Käthe erzählte ein wenig von ihrer Zeit in der Heimat, dabei schaute sie immer wieder zu Kim. Beide Mädels waren ziemlich aufgeregt. Moni erkannte schnell die Situation. „Weißt du was? Komm doch morgen zum Frühstück, da kannst du mir alles ganz ausführlich und in aller Ruhe erzählen, ja?“
Zuerst versorgte Moni ihren Bruno mit vielen Streicheleinheiten, danach mit frischem Wasser und einer großen Schüssel seines Lieblingsfutters. Verliebt betrachtete Uwe die beiden. „Meine kleine Familie, ich liebe euch!“
Sie hoben ihre Weingläser, prosteten sich zu, schoben ihre Stühle nah nebeneinander, hielten sich an den Händen und küssten sich leidenschaftlich. „Bei deinen Küssen bin ich immer noch der Ohnmacht nahe,“ stöhnte Uwe leise. Moni grinste und zwinkerte ihm zu. „Pssst, nicht so laut, wir sind doch nicht alleine“. Sie lachten, streichelten sich, schauten in die Flamme der Kerzen und betrachteten den sich langsam verfärbenden Himmel. Die Stimmung war voller Liebe und Romantik, doch dann traf es sie mit voller Wucht.

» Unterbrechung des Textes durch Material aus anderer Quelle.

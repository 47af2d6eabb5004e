//! Context-free grammar dialect: one production per line, `->` separating
//! head from body, `|` for alternation, lowercase terminals, uppercase
//! nonterminals, `epsilon` or `$` for the empty word.
//!
//! [`Grammar::to_wcnf`] performs the textbook TERM/BIN/DEL/UNIT construction
//! (weak Chomsky Normal Form: epsilon survives only as a flag on the start
//! symbol, never inside a body). [`Grammar::to_rsm`] instead builds one NFA
//! box per nonterminal directly from the alternative bodies, skipping the
//! CNF detour entirely — the natural shape for a recursive state machine.

use crate::automaton::{Label, Nfa, Rsm};
use crate::cfpq::Wcnf;
use crate::error::{EngineError, EngineResult};
use pest::iterators::Pair;
use pest::Parser;
use pest_derive::Parser;
use std::collections::{HashMap, HashSet};

#[derive(Parser)]
#[grammar = "adapters/grammar/cfg.pest"]
struct CfgDslParser;

#[derive(Debug, Clone, PartialEq, Eq, Hash)]
pub enum Symbol {
    Terminal(String),
    Nonterminal(String),
}

#[derive(Debug, Clone, Default)]
pub struct Grammar {
    pub start: String,
    pub productions: Vec<(String, Vec<Symbol>)>,
}

fn build_body(pair: Pair<Rule>) -> Vec<Symbol> {
    pair.into_inner()
        .filter(|p| p.as_rule() == Rule::symbol)
        .map(|sym| {
            let inner = sym.into_inner().next().expect("symbol wraps nonterminal or terminal");
            match inner.as_rule() {
                Rule::nonterminal => Symbol::Nonterminal(inner.as_str().to_string()),
                Rule::terminal => Symbol::Terminal(inner.as_str().to_string()),
                _ => unreachable!("symbol only wraps nonterminal/terminal"),
            }
        })
        .collect()
}

/// Parse a CFG source string. The head of the first production line is
/// taken as the grammar's start symbol.
pub fn parse_cfg(source: &str) -> EngineResult<Grammar> {
    let mut pairs = CfgDslParser::parse(Rule::grammar, source)
        .map_err(|e| EngineError::ParseError(e.to_string()))?;
    let root = pairs.next().ok_or_else(|| EngineError::ParseError("empty grammar".to_string()))?;

    let mut start: Option<String> = None;
    let mut productions = Vec::new();
    for production in root.into_inner().filter(|p| p.as_rule() == Rule::production) {
        let mut inner = production.into_inner();
        let head = inner.next().expect("production has a head nonterminal").as_str().to_string();
        if start.is_none() {
            start = Some(head.clone());
        }
        let alternation = inner.next().expect("production has an alternation body");
        for body in alternation.into_inner().filter(|p| p.as_rule() == Rule::body) {
            productions.push((head.clone(), build_body(body)));
        }
    }

    let start = start.ok_or_else(|| EngineError::ParseError("grammar has no productions".to_string()))?;
    Ok(Grammar { start, productions })
}

impl Grammar {
    fn nonterminals(&self) -> HashSet<String> {
        self.productions.iter().map(|(h, _)| h.clone()).collect()
    }

    /// Textbook CNF construction, stopping one step short of strict CNF:
    /// the empty word survives as `wcnf.epsilon` containing the *original*
    /// start symbol, never as a production body.
    #[must_use]
    pub fn to_wcnf(&self) -> Wcnf {
        let mut fresh_counter: u32 = 0;
        let mut fresh = || {
            fresh_counter += 1;
            format!("__G{fresh_counter}__")
        };

        let new_start = fresh();
        let mut bodies: Vec<(String, Vec<Symbol>)> = vec![(new_start.clone(), vec![Symbol::Nonterminal(self.start.clone())])];
        bodies.extend(self.productions.iter().cloned());

        // DEL: nullable-symbol fixed point, then expand every production
        // into every subset-with-nullables-dropped variant of its body.
        let mut nullable: HashSet<String> = HashSet::new();
        loop {
            let mut changed = false;
            for (head, body) in &bodies {
                if !nullable.contains(head)
                    && (body.is_empty() || body.iter().all(|s| matches!(s, Symbol::Nonterminal(n) if nullable.contains(n))))
                {
                    nullable.insert(head.clone());
                    changed = true;
                }
            }
            if !changed {
                break;
            }
        }

        let mut del_bodies: Vec<(String, Vec<Symbol>)> = Vec::new();
        for (head, body) in &bodies {
            let nullable_positions: Vec<usize> = body
                .iter()
                .enumerate()
                .filter(|(_, s)| matches!(s, Symbol::Nonterminal(n) if nullable.contains(n)))
                .map(|(i, _)| i)
                .collect();
            let variants = 1usize << nullable_positions.len();
            for mask in 0..variants {
                let mut variant = Vec::with_capacity(body.len());
                for (i, sym) in body.iter().enumerate() {
                    let drop = nullable_positions
                        .iter()
                        .position(|&p| p == i)
                        .map(|bit| (mask >> bit) & 1 == 1)
                        .unwrap_or(false);
                    if !drop {
                        variant.push(sym.clone());
                    }
                }
                // A bare epsilon production survives DEL only for the new
                // start symbol (weak CNF: epsilon belongs to the language
                // only if the *original* start was nullable).
                if !variant.is_empty() || head == &new_start {
                    del_bodies.push((head.clone(), variant));
                }
            }
        }

        // TERM: replace terminals inside bodies of length >= 2 with a fresh
        // nonterminal that produces exactly that terminal.
        let mut term_defs: HashMap<String, String> = HashMap::new();
        let mut extra_productions: Vec<(String, Vec<Symbol>)> = Vec::new();
        let mut term_bodies: Vec<(String, Vec<Symbol>)> = Vec::new();
        for (head, body) in &del_bodies {
            if body.len() == 1 {
                term_bodies.push((head.clone(), body.clone()));
                continue;
            }
            let rewritten: Vec<Symbol> = body
                .iter()
                .map(|s| match s {
                    Symbol::Terminal(t) => {
                        let nt = term_defs.entry(t.clone()).or_insert_with(|| fresh());
                        if !extra_productions.iter().any(|(h, _)| h == nt) {
                            extra_productions.push((nt.clone(), vec![Symbol::Terminal(t.clone())]));
                        }
                        Symbol::Nonterminal(nt.clone())
                    }
                    other => other.clone(),
                })
                .collect();
            term_bodies.push((head.clone(), rewritten));
        }
        term_bodies.extend(extra_productions);

        // BIN: right-factor bodies longer than 2 into a chain of binary
        // productions through fresh nonterminals.
        let mut binary: Vec<(String, String, String)> = Vec::new();
        let mut terminal: Vec<(String, String)> = Vec::new();
        let mut epsilon: HashSet<String> = HashSet::new();
        for (head, body) in &term_bodies {
            match body.as_slice() {
                [] => {
                    epsilon.insert(head.clone());
                }
                [Symbol::Terminal(t)] => terminal.push((head.clone(), t.clone())),
                [Symbol::Nonterminal(_)] => {
                    // UNIT productions are resolved below.
                }
                [a, b] => {
                    if let (Symbol::Nonterminal(a), Symbol::Nonterminal(b)) = (a, b) {
                        binary.push((head.clone(), a.clone(), b.clone()));
                    }
                }
                symbols => {
                    // TERM already replaced every terminal in bodies this
                    // long, so every entry here is a nonterminal.
                    let names: Vec<String> = symbols
                        .iter()
                        .map(|s| match s {
                            Symbol::Nonterminal(n) => n.clone(),
                            Symbol::Terminal(t) => t.clone(),
                        })
                        .collect();
                    let mut cur_head = head.clone();
                    for name in &names[..names.len() - 2] {
                        let tail_var = fresh();
                        binary.push((cur_head.clone(), name.clone(), tail_var.clone()));
                        cur_head = tail_var;
                    }
                    binary.push((cur_head, names[names.len() - 2].clone(), names[names.len() - 1].clone()));
                }
            }
        }

        // UNIT: transitive unit-pair closure, then replace `A -> B` by
        // every non-unit production reachable from `B`.
        let unit_pairs: Vec<(String, String)> = term_bodies
            .iter()
            .filter_map(|(h, b)| match b.as_slice() {
                [Symbol::Nonterminal(n)] => Some((h.clone(), n.clone())),
                _ => None,
            })
            .collect();
        let mut reach: HashMap<String, HashSet<String>> = HashMap::new();
        for (h, n) in &unit_pairs {
            reach.entry(h.clone()).or_default().insert(n.clone());
        }
        loop {
            let mut changed = false;
            let keys: Vec<String> = reach.keys().cloned().collect();
            for k in keys {
                let via: Vec<String> = reach[&k].iter().cloned().collect();
                for v in via {
                    if let Some(further) = reach.get(&v).cloned() {
                        for f in further {
                            if reach.get_mut(&k).map_or(true, |s| !s.contains(&f)) {
                                reach.entry(k.clone()).or_default().insert(f);
                                changed = true;
                            }
                        }
                    }
                }
            }
            if !changed {
                break;
            }
        }

        for (head, targets) in &reach {
            for target in targets {
                for (t_head, t) in terminal.clone() {
                    if &t_head == target {
                        terminal.push((head.clone(), t));
                    }
                }
                for (b_head, l, r) in binary.clone() {
                    if &b_head == target {
                        binary.push((head.clone(), l, r));
                    }
                }
                if epsilon.contains(target) {
                    epsilon.insert(head.clone());
                }
            }
        }
        terminal.sort();
        terminal.dedup();
        binary.sort();
        binary.dedup();

        Wcnf {
            start: new_start,
            epsilon,
            terminal,
            binary,
        }
    }

    /// Build one NFA box per nonterminal: a fresh start state per box, a
    /// chain of states per alternative, `Variable` transitions for
    /// nonterminal symbols. An epsilon alternative marks the box's start
    /// state also final (via `Nfa::set_final`, applied after the rest of
    /// the box is laid down).
    #[must_use]
    pub fn to_rsm(&self) -> Rsm {
        let mut grouped: HashMap<String, Vec<Vec<Symbol>>> = HashMap::new();
        for (head, body) in &self.productions {
            grouped.entry(head.clone()).or_default().push(body.clone());
        }

        let mut boxes = HashMap::new();
        for nonterminal in self.nonterminals() {
            let alternatives = &grouped[&nonterminal];
            let mut nfa_box: Nfa<u32> = Nfa::new();
            let mut next_id = 0u32;
            let start = nfa_box.add_state(next_id, true, false);
            next_id += 1;

            for alt in alternatives {
                if alt.is_empty() {
                    nfa_box.set_final(start, true);
                    continue;
                }
                let mut cur = start;
                for (i, sym) in alt.iter().enumerate() {
                    let is_last = i == alt.len() - 1;
                    let target = if is_last {
                        nfa_box.add_state(next_id, false, true)
                    } else {
                        nfa_box.add_state(next_id, false, false)
                    };
                    next_id += 1;
                    let label = match sym {
                        Symbol::Terminal(t) => Label::terminal(t.clone()),
                        Symbol::Nonterminal(n) => Label::variable(n.clone()),
                    };
                    nfa_box.add_transition(cur, label, target);
                    cur = target;
                }
            }
            boxes.insert(nonterminal, nfa_box);
        }

        Rsm::new(self.start.clone(), boxes)
    }
}

#[cfg(test)]
mod tests {
    use super::*;

    #[test]
    fn parses_alternation_and_epsilon() {
        let g = parse_cfg("S -> a S b | epsilon").unwrap();
        assert_eq!(g.start, "S");
        assert_eq!(g.productions.len(), 2);
        assert!(g.productions.iter().any(|(_, b)| b.is_empty()));
    }

    #[test]
    fn to_rsm_marks_epsilon_alternative_start_as_final() {
        let g = parse_cfg("S -> a S b | epsilon").unwrap();
        let rsm = g.to_rsm();
        let s_box = &rsm.boxes()["S"];
        assert!(s_box.start_indices().iter().any(|&i| s_box.states()[i].is_final));
    }

    #[test]
    fn to_wcnf_keeps_epsilon_only_at_new_start() {
        let g = parse_cfg("S -> a S b | epsilon").unwrap();
        let wcnf = g.to_wcnf();
        assert!(wcnf.epsilon.contains(&wcnf.start));
        assert_eq!(wcnf.epsilon.len(), 1, "only the fresh start symbol should carry epsilon");
    }

    #[test]
    fn to_wcnf_terminal_productions_present_for_simple_grammar() {
        let g = parse_cfg("S -> a b").unwrap();
        let wcnf = g.to_wcnf();
        assert!(!wcnf.terminal.is_empty());
        assert!(!wcnf.binary.is_empty());
    }

    #[test]
    fn malformed_grammar_source_is_a_parse_error() {
        let result = parse_cfg("S ->");
        assert!(matches!(result, Err(EngineError::ParseError(_))));
    }
}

Bilderfetzen einer steilen Felswand, sie hörte Steine rieseln sowie den schrillen Schrei eines Vogels. Das Pfeifen im Ohr wurde immer lauter. Schnell schloss sie ihre Augen, Sterne tanzten, ein furchtbares bedrohliches Gefühl schlich in Moni hoch. Sie fing an zu zittern, der Angstschweiß stand ihr auf der Stirn.
„Um Gottes Willen, Liebling, was ist denn los?“
„Ich, ich weiß nicht. Ich bekomme keine Luft mehr!“ Schnell stand Moni auf, fächerte sich mit der Hand Luft zu und öffnete weit den Mund. Uwe half ihr vom Stuhl hoch. Bruno beobachtete die beiden ganz genau. „Atme langsam, ganz langsam und tief ein, ja so ist gut. Und jetzt ganz lange ausatmen.“ Ein paar Minuten später hatte sich Moni wieder gefangen. Sie schüttelte sich wie ein Hund.
Hui hui hui, was war denn.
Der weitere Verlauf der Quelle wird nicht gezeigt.